## TASK DETAILS
Produce an exact transcription of every entry.

(Collected data entries)
★ ★ ★

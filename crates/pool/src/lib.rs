//! Connection pool for kvparity targets
//!
//! - [`Connection`]: one TCP stream with handshake and `SELECT` tracking
//! - [`TargetPool`] / [`ConnectionPool`]: bounded per-target checkout with
//!   retry and backoff
//! - [`ConnectionPool::broadcast`]: key-affine batch dispatch to all targets

#![warn(missing_docs)]
#![warn(clippy::all)]

pub mod config;
pub mod connection;
pub mod dispatch;
pub mod pool;
pub mod retry;

pub use config::PoolConfig;
pub use connection::Connection;
pub use dispatch::{partition, shard_of, BroadcastResult};
pub use pool::{ConnectionPool, PooledConnection, TargetPool};
pub use retry::Backoff;
use chrono::{DateTime, Utc};
use serde::{Deserialize, Serialize};
use serde_json::Value;
use uuid::Uuid;

// Never derives Serialize: the bcrypt hash must not leave the server.
#[derive(sqlx::FromRow, Debug, Clone)]
pub struct Admin {
    pub id: Uuid,
    pub username: String,
    pub password: String,
}

#[derive(sqlx::FromRow, Serialize, Deserialize, Debug, Clone)]
pub struct Course {
    pub id: Uuid,
    pub title: String,
    pub description: String,
    pub price: i64, // paise
    pub original_price: Option<i64>,
    pub poster: Option<String>,
    pub video_url: Option<String>,
    pub drive_link: Option<String>,
    pub created_at: DateTime<Utc>,
    pub updated_at: Option<DateTime<Utc>>,
}

#[derive(sqlx::FromRow, Serialize, Debug, Clone)]
pub struct Purchase {
    pub id: Uuid,
    pub customer: Value,
    pub amount: i64,
    pub currency: String,
    pub status: String,
    pub razorpay_order_id: Option<String>,
    pub payment_id: Option<String>,
    pub created_at: DateTime<Utc>,
}

/// Buyer details collected by the checkout form. Stored as-is in jsonb.
#[derive(Serialize, Deserialize, Debug, Clone, Default)]
pub struct Customer {
    pub name: Option<String>,
    pub email: Option<String>,
    pub phone: Option<String>,
}

#[derive(Deserialize, Debug, Clone)]
pub struct RegisterReq {
    pub username: Option<String>,
    pub password: Option<String>,
}

#[derive(Deserialize, Debug, Clone)]
pub struct LoginReq {
    pub username: Option<String>,
    pub password: Option<String>,
}

// The admin form posts camelCase field names (originalPrice, driveLink, ...).
#[derive(Deserialize, Debug, Clone)]
#[serde(rename_all = "camelCase")]
pub struct CourseUpsertReq {
    pub id: Option<Uuid>,
    pub title: Option<String>,
    pub description: Option<String>,
    pub price: Option<i64>,
    pub original_price: Option<i64>,
    pub poster: Option<String>,
    pub video_url: Option<String>,
    pub drive_link: Option<String>,
}

#[derive(Deserialize, Debug, Clone)]
pub struct CreateOrderReq {
    pub amount: Option<i64>, // paise
    pub currency: Option<String>,
    pub customer: Option<Customer>,
}

#[derive(Deserialize, Debug, Clone)]
pub struct VerifyPaymentReq {
    pub razorpay_order_id: Option<String>,
    pub razorpay_payment_id: Option<String>,
    pub razorpay_signature: Option<String>,
    pub customer: Option<Customer>,
    pub amount: Option<i64>,
    #[serde(rename = "purchaseId")]
    pub purchase_id: Option<Uuid>,
    #[serde(rename = "courseId")]
    pub course_id: Option<Uuid>,
}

★ ★ ★

## RESPONSE BOX
filename crates/pool/src/lib.rs
//! Connection pool for kvparity targets
//!
//! - [`Connection`]: one TCP stream with handshake and `SELECT` tracking
//! - [`TargetPool`] / [`ConnectionPool`]: bounded per-target checkout with
//!   retry and backoff
//! - [`ConnectionPool::broadcast`]: key-affine batch dispatch to all targets

#![warn(missing_docs)]
#![warn(clippy::all)]

pub mod config;
pub mod connection;
pub mod dispatch;
pub mod pool;
pub mod retry;

pub use config::PoolConfig;
pub use connection::Connection;
pub use dispatch::{partition, shard_of, BroadcastResult};
pub use pool::{ConnectionPool, PooledConnection, TargetPool};
pub use retry::Backoff;
use chrono::{DateTime, Utc};
use serde::{Deserialize, Serialize};
use serde_json::Value;
use uuid::Uuid;

// Never derives Serialize: the bcrypt hash must not leave the server.
#[derive(sqlx::FromRow, Debug, Clone)]
pub struct Admin {
    pub id: Uuid,
    pub username: String,
    pub password: String,
}

#[derive(sqlx::FromRow, Serialize, Deserialize, Debug, Clone)]
pub struct Course {
    pub id: Uuid,
    pub title: String,
    pub description: String,
    pub price: i64, // paise
    pub original_price: Option<i64>,
    pub poster: Option<String>,
    pub video_url: Option<String>,
    pub drive_link: Option<String>,
    pub created_at: DateTime<Utc>,
    pub updated_at: Option<DateTime<Utc>>,
}

#[derive(sqlx::FromRow, Serialize, Debug, Clone)]
pub struct Purchase {
    pub id: Uuid,
    pub customer: Value,
    pub amount: i64,
    pub currency: String,
    pub status: String,
    pub razorpay_order_id: Option<String>,
    pub payment_id: Option<String>,
    pub created_at: DateTime<Utc>,
}

/// Buyer details collected by the checkout form. Stored as-is in jsonb.
#[derive(Serialize, Deserialize, Debug, Clone, Default)]
pub struct Customer {
    pub name: Option<String>,
    pub email: Option<String>,
    pub phone: Option<String>,
}

#[derive(Deserialize, Debug, Clone)]
pub struct RegisterReq {
    pub username: Option<String>,
    pub password: Option<String>,
}

#[derive(Deserialize, Debug, Clone)]
pub struct LoginReq {
    pub username: Option<String>,
    pub password: Option<String>,
}

// The admin form posts camelCase field names (originalPrice, driveLink, ...).
#[derive(Deserialize, Debug, Clone)]
#[serde(rename_all = "camelCase")]
pub struct CourseUpsertReq {
    pub id: Option<Uuid>,
    pub title: Option<String>,
    pub description: Option<String>,
    pub price: Option<i64>,
    pub original_price: Option<i64>,
    pub poster: Option<String>,
    pub video_url: Option<String>,
    pub drive_link: Option<String>,
}

#[derive(Deserialize, Debug, Clone)]
pub struct CreateOrderReq {
    pub amount: Option<i64>, // paise
    pub currency: Option<String>,
    pub customer: Option<Customer>,
}

#[derive(Deserialize, Debug, Clone)]
pub struct VerifyPaymentReq {
    pub razorpay_order_id: Option<String>,
    pub razorpay_payment_id: Option<String>,
    pub razorpay_signature: Option<String>,
    pub customer: Option<Customer>,
    pub amount: Option<i64>,
    #[serde(rename = "purchaseId")]
    pub purchase_id: Option<Uuid>,
    #[serde(rename = "courseId")]
    pub course_id: Option<Uuid>,
}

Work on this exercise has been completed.